Print every record below exactly as it stands.

Collected data entries
*-*-*
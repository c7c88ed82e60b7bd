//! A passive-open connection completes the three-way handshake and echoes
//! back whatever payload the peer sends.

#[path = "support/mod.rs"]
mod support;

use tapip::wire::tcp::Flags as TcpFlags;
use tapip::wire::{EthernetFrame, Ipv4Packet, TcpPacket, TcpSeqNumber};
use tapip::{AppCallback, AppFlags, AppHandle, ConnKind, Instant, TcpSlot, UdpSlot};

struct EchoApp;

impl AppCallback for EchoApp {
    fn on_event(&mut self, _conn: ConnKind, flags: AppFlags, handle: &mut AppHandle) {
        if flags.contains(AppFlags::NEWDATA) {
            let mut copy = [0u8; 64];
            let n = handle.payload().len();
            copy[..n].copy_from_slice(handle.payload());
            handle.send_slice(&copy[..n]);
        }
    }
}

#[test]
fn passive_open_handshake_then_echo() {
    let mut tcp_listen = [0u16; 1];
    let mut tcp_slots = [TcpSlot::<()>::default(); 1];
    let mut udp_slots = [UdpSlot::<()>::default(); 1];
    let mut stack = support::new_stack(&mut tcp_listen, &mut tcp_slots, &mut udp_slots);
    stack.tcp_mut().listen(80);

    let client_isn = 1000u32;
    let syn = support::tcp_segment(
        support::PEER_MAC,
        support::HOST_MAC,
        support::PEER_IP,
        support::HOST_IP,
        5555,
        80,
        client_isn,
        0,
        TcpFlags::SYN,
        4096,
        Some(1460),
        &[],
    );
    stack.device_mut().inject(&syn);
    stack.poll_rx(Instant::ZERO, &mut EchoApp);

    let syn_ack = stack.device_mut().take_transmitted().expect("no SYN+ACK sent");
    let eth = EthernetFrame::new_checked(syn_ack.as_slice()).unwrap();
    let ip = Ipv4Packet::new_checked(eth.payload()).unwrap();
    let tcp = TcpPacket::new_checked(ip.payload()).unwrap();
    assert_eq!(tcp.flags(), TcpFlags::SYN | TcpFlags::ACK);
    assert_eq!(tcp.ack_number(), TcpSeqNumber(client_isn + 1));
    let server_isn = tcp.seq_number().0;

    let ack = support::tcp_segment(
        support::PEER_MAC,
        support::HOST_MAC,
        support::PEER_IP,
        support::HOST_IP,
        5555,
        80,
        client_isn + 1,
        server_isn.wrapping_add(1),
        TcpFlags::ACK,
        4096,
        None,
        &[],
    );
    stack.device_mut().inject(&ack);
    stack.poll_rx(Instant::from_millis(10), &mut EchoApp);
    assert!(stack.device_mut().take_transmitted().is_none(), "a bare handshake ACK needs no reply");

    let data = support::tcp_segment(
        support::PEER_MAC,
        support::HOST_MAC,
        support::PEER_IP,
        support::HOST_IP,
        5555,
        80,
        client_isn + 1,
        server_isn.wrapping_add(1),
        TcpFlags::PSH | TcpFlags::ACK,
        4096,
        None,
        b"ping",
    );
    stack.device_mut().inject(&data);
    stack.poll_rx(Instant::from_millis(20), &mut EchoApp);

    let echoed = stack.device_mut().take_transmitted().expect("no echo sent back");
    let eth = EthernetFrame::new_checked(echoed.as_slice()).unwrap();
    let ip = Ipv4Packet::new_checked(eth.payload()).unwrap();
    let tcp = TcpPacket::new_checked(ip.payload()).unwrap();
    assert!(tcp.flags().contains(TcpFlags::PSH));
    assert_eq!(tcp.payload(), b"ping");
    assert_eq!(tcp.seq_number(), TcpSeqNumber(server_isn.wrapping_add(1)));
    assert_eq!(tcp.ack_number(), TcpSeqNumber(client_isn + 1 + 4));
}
*-*-*
### Expected answer
repository c7c88ed82e60b7bd
//! A passive-open connection completes the three-way handshake and echoes
//! back whatever payload the peer sends.

#[path = "support/mod.rs"]
mod support;

use tapip::wire::tcp::Flags as TcpFlags;
use tapip::wire::{EthernetFrame, Ipv4Packet, TcpPacket, TcpSeqNumber};
use tapip::{AppCallback, AppFlags, AppHandle, ConnKind, Instant, TcpSlot, UdpSlot};

struct EchoApp;

impl AppCallback for EchoApp {
    fn on_event(&mut self, _conn: ConnKind, flags: AppFlags, handle: &mut AppHandle) {
        if flags.contains(AppFlags::NEWDATA) {
            let mut copy = [0u8; 64];
            let n = handle.payload().len();
            copy[..n].copy_from_slice(handle.payload());
            handle.send_slice(&copy[..n]);
        }
    }
}

#[test]
fn passive_open_handshake_then_echo() {
    let mut tcp_listen = [0u16; 1];
    let mut tcp_slots = [TcpSlot::<()>::default(); 1];
    let mut udp_slots = [UdpSlot::<()>::default(); 1];
    let mut stack = support::new_stack(&mut tcp_listen, &mut tcp_slots, &mut udp_slots);
    stack.tcp_mut().listen(80);

    let client_isn = 1000u32;
    let syn = support::tcp_segment(
        support::PEER_MAC,
        support::HOST_MAC,
        support::PEER_IP,
        support::HOST_IP,
        5555,
        80,
        client_isn,
        0,
        TcpFlags::SYN,
        4096,
        Some(1460),
        &[],
    );
    stack.device_mut().inject(&syn);
    stack.poll_rx(Instant::ZERO, &mut EchoApp);

    let syn_ack = stack.device_mut().take_transmitted().expect("no SYN+ACK sent");
    let eth = EthernetFrame::new_checked(syn_ack.as_slice()).unwrap();
    let ip = Ipv4Packet::new_checked(eth.payload()).unwrap();
    let tcp = TcpPacket::new_checked(ip.payload()).unwrap();
    assert_eq!(tcp.flags(), TcpFlags::SYN | TcpFlags::ACK);
    assert_eq!(tcp.ack_number(), TcpSeqNumber(client_isn + 1));
    let server_isn = tcp.seq_number().0;

    let ack = support::tcp_segment(
        support::PEER_MAC,
        support::HOST_MAC,
        support::PEER_IP,
        support::HOST_IP,
        5555,
        80,
        client_isn + 1,
        server_isn.wrapping_add(1),
        TcpFlags::ACK,
        4096,
        None,
        &[],
    );
    stack.device_mut().inject(&ack);
    stack.poll_rx(Instant::from_millis(10), &mut EchoApp);
    assert!(stack.device_mut().take_transmitted().is_none(), "a bare handshake ACK needs no reply");

    let data = support::tcp_segment(
        support::PEER_MAC,
        support::HOST_MAC,
        support::PEER_IP,
        support::HOST_IP,
        5555,
        80,
        client_isn + 1,
        server_isn.wrapping_add(1),
        TcpFlags::PSH | TcpFlags::ACK,
        4096,
        None,
        b"ping",
    );
    stack.device_mut().inject(&data);
    stack.poll_rx(Instant::from_millis(20), &mut EchoApp);

    let echoed = stack.device_mut().take_transmitted().expect("no echo sent back");
    let eth = EthernetFrame::new_checked(echoed.as_slice()).unwrap();
    let ip = Ipv4Packet::new_checked(eth.payload()).unwrap();
    let tcp = TcpPacket::new_checked(ip.payload()).unwrap();
    assert!(tcp.flags().contains(TcpFlags::PSH));
    assert_eq!(tcp.payload(), b"ping");
    assert_eq!(tcp.seq_number(), TcpSeqNumber(server_isn.wrapping_add(1)));
    assert_eq!(tcp.ack_number(), TcpSeqNumber(client_isn + 1 + 4));
}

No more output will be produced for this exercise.